Mais cette technologie reste lourde, coûteuse et lente à déployer. « C’est un pari économique dangereux », prévient Tony Tiyou, ingénieur camerouno-britannique et fondateur de Renewables in Africa, une plateforme qui promeut les énergies propres sur le continent.
« On parle de 6 000 à 10 000 dollars le kilowatt pour une centrale nucléaire, contre 800 dollars pour le solaire. Même les petits réacteurs SMR explosent en coûts. »
Sans compter les délais de mise en service : 10 à 15 ans, parfois plus. Un luxe que le continent ne peut se permettre alors que 700 millions d’Africains vivent encore sans électricité.
Et au-delà de l’enjeu économique, d’autres obstacles se dressent : la rareté de l’eau – une centrale nucléaire consomme jusqu’à 2 000 litres par MWh –, l’absence d’expertise en sécurité nucléaire et le risque de catastrophes impossibles à gérer.
« L’Afrique n’a pas, aujourd’hui, la capacité de faire face à un accident nucléaire. Regardez Fukushima : 200 milliards de dollars de dégâts. Ce n’est pas neutre. »
Les renouvelables, une réponse adaptée aux réalités africaines
Face à ces défis, le solaire et l’éolien s’imposent comme des solutions plus pragmatiques. Les coûts ont chuté de manière spectaculaire : –89 % pour le solaire et –70 % pour l’éolien en dix ans.
« Une centrale solaire peut être opérationnelle en 1 ou 2 ans, contre plus de 10 ans pour le nucléaire. Et elle coûte moins de 4 centimes par kWh, contre 15 centimes pour le nucléaire. »
Autre avantage décisif selon Tony Tiyou : la capacité des renouvelables à électrifier les zones rurales, où vit 80 % de la population africaine.
« Avec les mini-réseaux solaires, on peut apporter de l’électricité dès aujourd’hui dans des zones enclavées, sans attendre les mégaprojets centralisés. »
Alors, pourquoi ce frein au déploiement massif ?
Malgré tous ces avantages, le solaire et l’éolien ne s’imposent pas encore à grande échelle. Mais selon Tony Tiyou, le problème n’est ni technologique ni économique, mais politique et financier.

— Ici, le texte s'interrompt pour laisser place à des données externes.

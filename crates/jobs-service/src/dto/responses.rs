//! Response DTOs for API endpoints
//!
//! All response DTOs implement `Serialize` for JSON output. Ids serialize as
//! JSON numbers.

use chrono::{DateTime, NaiveDate, Utc};
use jobs_core::{CommentId, JobCategory, JobId, ShareId, UserId};
use serde::Serialize;

// ============================================================================
// Common Response Types
// ============================================================================

/// `{"status": "success", "data": ...}` wrapper, with `count` for lists
#[derive(Debug, Serialize)]
pub struct SuccessResponse<T> {
    pub status: &'static str,
    #[serde(skip_serializing_if = "Option::is_none")]
    pub count: Option<usize>,
    pub data: T,
}

impl<T> SuccessResponse<T> {
    pub fn new(data: T) -> Self {
        Self {
            status: "success",
            count: None,
            data,
        }
    }
}

impl<T> SuccessResponse<Vec<T>> {
    pub fn list(data: Vec<T>) -> Self {
        Self {
            status: "success",
            count: Some(data.len()),
            data,
        }
    }
}

/// Bare `{"message": ...}` body
#[derive(Debug, Clone, Serialize)]
pub struct MessageResponse {
    pub message: String,
}

impl MessageResponse {
    pub fn new(message: impl Into<String>) -> Self {
        Self {
            message: message.into(),
        }
    }
}

// ============================================================================
// Auth Responses
// ============================================================================

/// User fields echoed back by registration
#[derive(Debug, Clone, Serialize)]
pub struct RegisteredUserResponse {
    pub first_name: String,
    pub last_name: String,
    pub username: String,
    pub email: String,
}

#[derive(Debug, Clone, Serialize)]
pub struct RegisterResponse {
    pub user: RegisteredUserResponse,
    pub message: String,
}

/// Body of a successful login
#[derive(Debug, Clone, Serialize)]
pub struct LoginResponse {
    pub message: String,
    pub data: LoginData,
}

#[derive(Debug, Clone, Serialize)]
pub struct LoginData {
    pub access: String,
    pub refresh: String,
    pub user: LoginUserResponse,
}

#[derive(Debug, Clone, Serialize)]
pub struct LoginUserResponse {
    pub email: String,
    pub username: String,
    pub first_name: String,
    pub last_name: String,
}

/// Fresh access token issued from a refresh token
#[derive(Debug, Clone, Serialize)]
pub struct AccessTokenResponse {
    pub access: String,
}

// ============================================================================
// User Responses
// ============================================================================

/// Profile of the authenticated user
#[derive(Debug, Clone, Serialize)]
pub struct UserResponse {
    pub id: UserId,
    pub first_name: String,
    pub last_name: String,
    pub email: String,
    pub username: String,
    pub is_active: bool,
    pub is_staff: bool,
    pub date_joined: DateTime<Utc>,
}

// ============================================================================
// Job Responses
// ============================================================================

/// A posting with its interaction counts and the viewer's flags
#[derive(Debug, Clone, Serialize)]
pub struct JobResponse {
    pub id: JobId,
    pub category: JobCategory,
    pub title: String,
    pub organization: String,
    pub location: String,
    pub vacancies: i32,
    pub last_date: NaiveDate,
    pub description: String,
    pub posted_at: DateTime<Utc>,
    pub job_link: Option<String>,
    pub likes_count: i64,
    pub comments_count: i64,
    pub shares_count: i64,
    pub user_has_liked: bool,
    pub is_bookmarked: bool,
}

/// One row of the trending feed. `posted_at` is a `YYYY-MM-DD` date.
#[derive(Debug, Clone, Serialize)]
pub struct TrendingJobResponse {
    pub id: JobId,
    pub title: String,
    pub organization: String,
    pub category: JobCategory,
    pub location: String,
    pub vacancies: i32,
    pub last_date: NaiveDate,
    pub description: String,
    pub posted_at: String,
    pub likes_count: i64,
}

#[derive(Debug, Serialize)]
pub struct TrendingListResponse {
    pub message: &'static str,
    pub count: usize,
    pub data: Vec<TrendingJobResponse>,
}

impl TrendingListResponse {
    pub fn new(data: Vec<TrendingJobResponse>) -> Self {
        Self {
            message: "Trending jobs fetched successfully",
            count: data.len(),
            data,
        }
    }
}

// ============================================================================
// Engagement Responses
// ============================================================================

/// Result of toggling a bookmark
#[derive(Debug, Clone, Serialize)]
pub struct BookmarkToggleResponse {
    pub status: &'static str,
    pub message: &'static str,
    pub bookmarked: bool,
}

/// Result of liking a job, with the fresh like count
#[derive(Debug, Clone, Serialize)]
pub struct LikeToggleResponse {
    pub status: &'static str,
    pub message: &'static str,
    pub liked: bool,
    pub likes_count: i64,
}

#[derive(Debug, Clone, Serialize)]
pub struct CommentResponse {
    pub id: CommentId,
    pub job_id: JobId,
    pub user_id: UserId,
    pub content: String,
    pub created_at: DateTime<Utc>,
}

/// A recorded share, with the job's fresh share count
#[derive(Debug, Clone, Serialize)]
pub struct ShareResponse {
    pub id: ShareId,
    pub job_id: JobId,
    pub user_id: Option<UserId>,
    pub platform: String,
    pub created_at: DateTime<Utc>,
    pub shares_count: i64,
}

// ============================================================================
// Health Responses
// ============================================================================

/// Basic health check response
#[derive(Debug, Clone, Serialize)]
pub struct HealthResponse {
    pub status: String,
    pub timestamp: DateTime<Utc>,
}

impl HealthResponse {
    pub fn healthy() -> Self {
        Self {
            status: "healthy".to_string(),
            timestamp: Utc::now(),
        }
    }
}

/// Readiness check response
#[derive(Debug, Clone, Serialize)]
pub struct ReadinessResponse {
    pub status: String,
    pub timestamp: DateTime<Utc>,
    pub checks: HealthChecks,
}

/// Health of each backing service
#[derive(Debug, Clone, Serialize)]
pub struct HealthChecks {
    pub database: String,
}

impl ReadinessResponse {
    pub fn ready(database_healthy: bool) -> Self {
        Self {
            status: if database_healthy { "ready" } else { "not_ready" }.to_string(),
            timestamp: Utc::now(),
            checks: HealthChecks {
                database: if database_healthy { "healthy" } else { "unhealthy" }.to_string(),
            },
        }
    }

    pub fn is_ready(&self) -> bool {
        self.status == "ready"
    }
}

« Les subventions aux énergies fossiles sont encore cinq fois supérieures à celles accordées aux renouvelables. Et les réseaux électriques africains, vétustes, peinent à intégrer cette nouvelle production. »
Autre frein : l’accès au financement. Les banques locales prêtent à des taux très élevés, jusqu’à 30 %, contre 2 % en Europe. Résultat : les investisseurs privés préfèrent des marchés plus stables.
L’investissement privé préfère les renouvelables
Les chiffres sont éloquents. En 2023, près de 12 milliards de dollars ont été investis en Afrique dans les énergies renouvelables. Pour le nucléaire ? Zéro.
« Le nucléaire, ce sont les États qui payent. Les investisseurs privés fuient le risque, les délais et la dépendance à la politique. Or l’Afrique n’a pas les moyens de financer seule des projets aussi lourds. »
Une solution d’avenir, mais pas d’urgence
Faut-il pour autant exclure totalement le nucléaire ? Pas forcément. Tony Tiyou admet que, sur le long terme, il pourrait jouer un rôle dans un mix énergétique africain. Mais pas dans l’immédiat.
« L’Afrique du Sud et l’Égypte, qui ont déjà atteint un haut niveau d’électrification, peuvent envisager cette voie. Pour les autres pays, la priorité doit rester l’accès rapide, bon marché et décentralisé à l’énergie. »
Miser sur ce qui marche maintenant
Pour Tony Tiyou, le choix est clair : l’Afrique doit parier sur les solutions qui fonctionnent aujourd’hui.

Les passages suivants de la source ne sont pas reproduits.